Indeed, in one of the most rancorous election campaigns in recent memory, Erdoğan has made it clear that those who criticize the AKP or do not afford him the necessary personal respect can expect legal sanctions. In an address to the Ankara Chamber of Commerce on May 18, 2011, Erdoğan pointedly noted that a lieutenant general who had refused to stand up as a sign of respect to him was now “paying the price”. The reference was to an incident on March 18, 2004, when Lieutenant General Engin Alan refused to stand up when Erdoğan arrived late at a ceremony to commemorate a Turkish naval victory in 1915. Alan is currently in jail facing charges of plotting a coup in 2003 as part of the Sledgehammer investigation. On December 1, 2010, Erdoğan angrily refuted suggestions in the Wikileaks documents that he had eight Swiss bank accounts. He noted that someone who had once accused him of corruption, and the acquisition of $1 billion in personal wealth, was now languishing in prison in Silivri, just outside Istanbul. The reference was to an article by journalist Tuncay Özkan on July 31, 2001, in which he alleged that Erdoğan had amassed $1 billion during his 1994-1998 term as mayor of Istanbul. Özkan has been incarcerated since 2007 on charges of belonging to the alleged Ergenekon organization.

On May 20, 2011, Erdoğan turned his attention to Abbas Güçlü, a journalist at the Milliyet daily newspaper who has written extensively about the apparent organized cheating in the preliminary university entrance examination on March 27, 2011; which the AKP’s opponents have claimed was organized by Islamists close to the government. Although the evidence of cheating appears irrefutable, no concrete proof has emerged to incriminate either the AKP or its supporters. Nevertheless, speaking on national television, Erdoğan warned that, unless Güçlü stopped writing about the scandal, he too would “pay a heavy price”.

Conclusions

There is no evidence that Erdoğan or any of the other leading members of the AKP are directly involved in the sex video campaign against the MHP. Nevertheless, it is difficult to avoid the conclusion that it is being run by supporters of the government. Indeed, in mid-April 2011, AKP election campaigners reported that they had been told by the party leadership “to do everything possible to push the MHP under the 10 percent threshold”; an instruction which appears likely to have encouraged any government supporters in possession of incriminating videos to make them public.

It is currently unclear what impact the videos will have on the MHP vote in the June 12 general election. The resignations from the party National Executive Committee have inevitably damaged the party’s ability to conduct its election campaign. Initially, the videos also appeared to have eroded the party’s grassroots support amongst the conservative masses of Anatolia. However, recently, Bahçeli’s dogged refusal to be intimidated has won him respect even amongst those who dislike the MHP; and it may be that his refusal to bow to blackmail will win the MHP as many votes as it loses.
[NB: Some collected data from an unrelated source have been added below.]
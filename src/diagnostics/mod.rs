// SPDX-License-Identifier: MPL-2.0
//! Diagnostics module for collecting and exporting session activity.
//!
//! Sessions report what happens to them (signals, state changes, errors)
//! as [`DiagnosticEvent`]s. Events travel through a bounded channel into a
//! memory-bounded [`CircularBuffer`] and can be exported as a JSON report.
//!
//! # Architecture
//!
//! - [`DiagnosticsHandle`]: cheap, cloneable, non-blocking sender
//! - [`DiagnosticsCollector`]: owns the buffer and drains the channel
//! - [`BufferCapacity`]: validated buffer size
//!
//! # Privacy
//!
//! Free-form messages are sanitized before they are stored: file paths and
//! URLs are replaced by placeholders.

mod buffer;
mod collector;
mod events;
mod export;
mod report;
mod sanitizer;

pub use buffer::{BufferCapacity, CircularBuffer};
pub use collector::{DiagnosticsCollector, DiagnosticsHandle};
pub use events::{
    DiagnosticEvent, DiagnosticEventKind, ErrorEvent, SessionEvent, SourceKind, UserAction,
    WarningEvent,
};
pub use export::{generate_default_filename, write_atomic};
pub use report::{DiagnosticReport, ReportMetadata, SerializableEvent, SystemInfo};
pub use sanitizer::{sanitize_message, ErrorType, WarningType};
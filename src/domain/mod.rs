// SPDX-License-Identifier: MPL-2.0
//! Domain layer: the values a preview session talks about.
//!
//! Everything here is plain `std` so the session logic can be exercised
//! without any host, surface or localization backend.
//!
//! # Modules
//!
//! - [`request`]: what the host asks to play ([`PlaybackRequest`](request::PlaybackRequest),
//!   [`MediaFile`](request::MediaFile), [`AccountContext`](request::AccountContext))
//! - [`location`]: where the surface should read from ([`PlayableLocation`](location::PlayableLocation))
//! - [`error`]: surface-reported media errors ([`MediaError`](error::MediaError))
//! - [`outcome`]: how a session failed or ended ([`Failure`](outcome::Failure),
//!   [`PlaybackOutcome`](outcome::PlaybackOutcome))

pub mod error;
pub mod location;
pub mod outcome;
pub mod request;

pub use error::{MediaError, MediaErrorKind};
pub use location::PlayableLocation;
pub use outcome::{Failure, PlaybackOutcome};
pub use request::{AccountContext, MediaFile, PlaybackRequest};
Regardless of who is responsible for recording and posting the videos on the internet, the reluctance of the authorities to pursue those responsible for a crime which is damaging to the AKP’s opponents has reinforced already serious concerns about judicial impartiality in Turkey. Equally worrying has been the manner in which Erdoğan and the AKP have attempted to exploit the videos, particularly at a time when a growing number of the government’s critics are being imprisoned or intimidated into silence.


About the author,

Gareth Jenkins, a Senior Associate Fellow with the CACI & SRSP Joint Center, is an Istanbul-based writer and specialist of Turkish Affairs.
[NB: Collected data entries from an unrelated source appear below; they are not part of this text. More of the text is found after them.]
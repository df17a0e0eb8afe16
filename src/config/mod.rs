// SPDX-License-Identifier: MPL-2.0
//! This module handles the player's configuration, including loading and saving
//! user preferences to a `settings.toml` file.
//!
//! # Configuration Sections
//!
//! - `[general]` - Language
//! - `[playback]` - Display wake lock
//! - `[account]` - Default account used to stream files that are not downloaded
//! - `[diagnostics]` - In-memory event log size
//!
//! # Path Resolution
//!
//! 1. Use `load_from_path()`/`save_to_path()` with explicit path
//! 2. Set `PREVIEW_PLAYER_CONFIG_DIR` environment variable
//! 3. Falls back to platform-specific config directory
//!
//! # Examples
//!
//! ```no_run
//! use preview_player::config;
//!
//! // Load existing configuration (returns tuple with optional warning)
//! let (mut config, _warning) = config::load();
//!
//! // Modify a setting
//! config.general.language = Some("fr".to_string());
//!
//! // Save the modified configuration
//! config::save(&config).expect("Failed to save config");
//! ```

pub mod defaults;

pub use defaults::*;

use crate::domain::AccountContext;
use crate::error::{Error, Result};
use crate::paths;
use crate::session::SessionSettings;
use serde::{Deserialize, Serialize};
use std::fs;
use std::path::{Path, PathBuf};

const CONFIG_FILE: &str = "settings.toml";

// =============================================================================
// Section Structs
// =============================================================================

/// General settings.
#[derive(Debug, Clone, Serialize, Deserialize, PartialEq, Default)]
pub struct GeneralConfig {
    /// UI language code (e.g., "en-US", "fr").
    #[serde(default, skip_serializing_if = "Option::is_none")]
    pub language: Option<String>,
}

/// Playback settings.
#[derive(Debug, Clone, Serialize, Deserialize, PartialEq)]
pub struct PlaybackConfig {
    /// Keep the display awake while playing.
    #[serde(
        default = "default_keep_display_awake",
        skip_serializing_if = "Option::is_none"
    )]
    pub keep_display_awake: Option<bool>,
}

impl Default for PlaybackConfig {
    fn default() -> Self {
        Self {
            keep_display_awake: default_keep_display_awake(),
        }
    }
}

/// Default account for remote files.
#[derive(Debug, Clone, Serialize, Deserialize, PartialEq, Default)]
pub struct AccountConfig {
    /// Account display name.
    #[serde(default, skip_serializing_if = "Option::is_none")]
    pub name: Option<String>,

    /// Server base URL.
    #[serde(default, skip_serializing_if = "Option::is_none")]
    pub base_url: Option<String>,

    /// WebDAV root below the base URL.
    #[serde(default, skip_serializing_if = "Option::is_none")]
    pub webdav_path: Option<String>,
}

impl AccountConfig {
    /// Builds the account context, if a base URL is configured.
    #[must_use]
    pub fn to_context(&self) -> Option<AccountContext> {
        let base_url = self.base_url.as_deref().filter(|url| !url.is_empty())?;
        let name = self.name.clone().unwrap_or_default();
        let webdav_path = self
            .webdav_path
            .clone()
            .unwrap_or_else(|| DEFAULT_WEBDAV_PATH.to_string());
        Some(AccountContext::new(name, base_url).with_webdav_path(webdav_path))
    }
}

/// Diagnostics settings.
#[derive(Debug, Clone, Serialize, Deserialize, PartialEq)]
pub struct DiagnosticsConfig {
    /// Number of events kept in memory.
    #[serde(
        default = "default_buffer_capacity",
        skip_serializing_if = "Option::is_none"
    )]
    pub buffer_capacity: Option<usize>,
}

impl Default for DiagnosticsConfig {
    fn default() -> Self {
        Self {
            buffer_capacity: default_buffer_capacity(),
        }
    }
}

// =============================================================================
// Main Config Struct (Sectioned)
// =============================================================================

/// Player configuration with logical sections.
#[derive(Debug, Clone, Serialize, Deserialize, PartialEq, Default)]
pub struct Config {
    #[serde(default)]
    pub general: GeneralConfig,

    #[serde(default)]
    pub playback: PlaybackConfig,

    #[serde(default)]
    pub account: AccountConfig,

    #[serde(default)]
    pub diagnostics: DiagnosticsConfig,
}

impl Config {
    /// Session settings derived from this configuration.
    #[must_use]
    pub fn session_settings(&self) -> SessionSettings {
        SessionSettings {
            keep_display_awake: self
                .playback
                .keep_display_awake
                .unwrap_or(DEFAULT_KEEP_DISPLAY_AWAKE),
        }
    }

    /// Diagnostic buffer capacity, clamped to the supported range.
    #[must_use]
    pub fn diagnostics_capacity(&self) -> usize {
        self.diagnostics
            .buffer_capacity
            .unwrap_or(DEFAULT_DIAGNOSTICS_CAPACITY)
            .clamp(MIN_DIAGNOSTICS_CAPACITY, MAX_DIAGNOSTICS_CAPACITY)
    }
}

// =============================================================================
// Default Value Functions
// =============================================================================

fn default_keep_display_awake() -> Option<bool> {
    Some(DEFAULT_KEEP_DISPLAY_AWAKE)
}

fn default_buffer_capacity() -> Option<usize> {
    Some(DEFAULT_DIAGNOSTICS_CAPACITY)
}

// =============================================================================
// Config Path Resolution
// =============================================================================

/// Returns the config file path with an optional override.
fn get_config_path_with_override(base_dir: Option<PathBuf>) -> Option<PathBuf> {
    paths::get_app_config_dir_with_override(base_dir).map(|mut path| {
        path.push(CONFIG_FILE);
        path
    })
}

// =============================================================================
// Load Functions
// =============================================================================

/// Loads the configuration from the default path.
///
/// Returns a tuple of (config, optional_warning). If loading fails, returns
/// default config with an i18n key explaining what went wrong.
pub fn load() -> (Config, Option<String>) {
    load_with_override(None)
}

/// Loads the configuration from a custom directory.
pub fn load_with_override(base_dir: Option<PathBuf>) -> (Config, Option<String>) {
    if let Some(path) = get_config_path_with_override(base_dir) {
        if path.exists() {
            match load_from_path(&path) {
                Ok(config) => return (config, None),
                Err(_) => {
                    return (
                        Config::default(),
                        Some("notification-config-load-error".to_string()),
                    );
                }
            }
        }
    }
    (Config::default(), None)
}

/// Loads configuration from a specific path.
pub fn load_from_path(path: &Path) -> Result<Config> {
    let content = fs::read_to_string(path)?;
    let config: Config = toml::from_str(&content)?;
    Ok(config)
}

// =============================================================================
// Save Functions
// =============================================================================

/// Saves the configuration to the default path.
pub fn save(config: &Config) -> Result<()> {
    save_with_override(config, None)
}

/// Saves the configuration to a custom directory.
pub fn save_with_override(config: &Config, base_dir: Option<PathBuf>) -> Result<()> {
    if let Some(path) = get_config_path_with_override(base_dir) {
        return save_to_path(config, &path);
    }
    Ok(())
}

/// Saves configuration to a specific path.
pub fn save_to_path(config: &Config, path: &Path) -> Result<()> {
    if let Some(parent) = path.parent() {
        fs::create_dir_all(parent)?;
    }
    let content = toml::to_string_pretty(config).map_err(Error::from)?;
    fs::write(path, content)?;
    Ok(())
}

// =============================================================================
// Tests
// =============================================================================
3 Comments to “Above the Threshold, Below the Belt: the Video Campaign Against the MHP”

  1. Above the Threshold, Below the Belt: the Video Campaign Against the MHP | #Turkey #MHP #Freedom #Elections http://j.mp/jMtt58

  2. avatar Elisabeth says:

    Above the Threshold, Below the Belt: the Video Campaign Against the MHP | #Turkey #MHP #Freedom #Elections http://j.mp/jMtt58

  3. […] the sex tapes that were leaked against the MHP (nationalist opposition party) in May appear to have worked in favor of the MHP, which […]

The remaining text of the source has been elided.